Meu sogro morreu de câncer, depois de passar 30 e poucos dias internado no hospital. Por isso que O Caderno de Tomy, filme argentino lançado recentemente pela Netflix, a atingiu em cheio. Pelo menos três vezes tivemos de parar de assistir para ela enxugar as lágrimas e se recompor.
É um filme sobre a inexorabilidade da morte, enfrentada justamente por uma paciente de câncer terminal, uma mulher de 40 e poucos anos que passa longos sete meses internada em um hospital, a cada dia sofrendo mais dor, a cada dia esperando ser sedada para partir com um mínimo de conforto. Dito assim, O Caderno de Tomy parece um dramalhão apelativo, daqueles que exageram nas cenas de choro e pesam a mão na trilha sonora para conduzir a emoção do espectador. Não é. Sua força reside na triste simplicidade da história — que é baseada em fatos reais — e no desempenho comedido, ainda que carregado de sarcasmo, da protagonista, a atriz Valeria Bertuccelli, de XXY (2007) e A Rainha do Medo (2018).

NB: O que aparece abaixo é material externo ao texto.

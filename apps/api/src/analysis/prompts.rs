// All LLM prompt constants for the analysis passes.
// Reuses cross-cutting fragments from llm_client::prompts.

/// Cleanup (OCR) pass instruction. Sent after the resume segment(s).
pub const OCR_CLEANUP_INSTRUCTION: &str = "Please perform Optical Character Recognition (OCR) \
    on the provided resume file. Extract and return only the text content, ensuring it is clean, \
    accurate, and free from formatting or additional information.";

/// Label placed before the local PDF text layer when the raw PDF is attached too.
pub const PDF_TEXT_LAYER_HINT: &str =
    "Text layer recovered locally from the PDF (may be incomplete or out of order):";

/// Label placed before the job description in the scoring pass.
pub const JOB_DESCRIPTION_LABEL: &str = "Job description:";

/// Scoring pass instruction. The JSON shape is load-bearing: `AnalysisRecord`
/// deserializes exactly these field names.
pub const SCORING_INSTRUCTION: &str = r#"You are an expert ATS (Applicant Tracking System) and resume analysis system. Analyze the provided resume and job description, then generate a comprehensive analysis in JSON format with the following strict requirements:

1. The output MUST be valid JSON format, matching exactly this structure:
{
  "resume_analysis": {
    "ATS_score": <integer 0-100>,
    "issues_count": <integer>,
    "issues": [<array of strings>],
    "content_rating": <integer 0-100>,
    "content_feedback": [<array of string>],
    "formatting_rating": <integer 0-100>,
    "formatting_feedback": [<array of string>],
    "grammar_rating": <integer 0-100>,
    "grammar_feedback": [<array of string>],
    "skills_rating": <integer 0-100>,
    "skills_feedback": [<array of string>],
    "style_rating": <integer 0-100>,
    "style_feedback": [<array of string>],
    "matching_percentage": <integer 0-100>,
    "job_description_analysis": {
      "key_strengths": [<array of strings>],
      "areas_for_improvement": [<array of strings>],
      "suggestions": <string>
    },
    "missing_keywords": {
      "hard_skills": [<array of strings>],
      "soft_skills": [<array of strings>],
      "certifications": [<array of strings>],
      "tools_technologies": [<array of strings>],
      "total_missing_keywords": <integer>
    }
  }
}

Task Instructions:
1. Evaluate the resume against standard ATS criteria and the job description
2. Calculate scores for each category (content, formatting, grammar, skills, style)
3. Identify missing keywords across different categories
4. Provide specific, actionable feedback in each feedback field
5. Ensure all numeric values are within their specified ranges
6. Keep feedback more detailed and informative keep feedback 6-7 lines
7. Include only relevant issues in the issues array
8. Calculate total missing keywords as sum of all missing keyword arrays
9. Ensure matching_percentage reflects overall resume-job fit
"#;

O Caderno de Tomy é dirigido por Carlos Sorín, do multipremiado Histórias Mínimas (2002) e realizador, entre outros títulos, de O Cachorro (2004) e Joel (2018). Valeria interpreta María Vásquez, a Marie, uma arquiteta que se apresenta a nós quando está dando baixa no hospital por causa de um câncer no ovário. O Tomy do título é seu filho de três ou quatro anos, a quem decide escrever uma série de mensagens em um caderno para ser lido em um futuro breve (um mote que também aparece no drama italiano 18 Presentes, igualmente inspirado em uma história verdadeira e lançado em 2020). Em um dos escritos, ela conta da alegria por ver as expressões do pequeno e da raiva por ter de deixá-lo tão cedo. "Mas viver inclui morrer e, muitas vezes, de forma injusta, desnecessária, repentinamente aleatória", ensina.
Enquanto isso, Marie conquista celebridade ao alimentar o Twitter com tiradas espirituosas, do tipo: "Algumas pessoas dormem com uma cruz sobre a cama. Eu tenho um soro". O cotidiano no quarto é, na medida do possível, alegre. Tomy, as amigas e os amigos da paciente fazem visitas frequentes, e há lugar até para algum humor, como quando uma enfermeira tropeça no marido da protagonista, Federico (Esteban Lamothe), acampado ao chão da cama.
Nos bastidores, porém, o absolutamente dedicado Federico tem de lidar com assuntos bem mais pesados, incluindo a burocracia hospitalar e as filigranas que separam os procedimentos legais da proibida eutanásia. A todo instante, o filme nos pergunta: quando é a hora de morrer? Quando é a hora de se despedir de quem amamos? Qual é o limite do sofrimento? Qual é o limite do amor? E mais: o que queremos no fim da vida? Geralmente, são coisas muito simples, como dormir abraçado ao filho por uma última vez.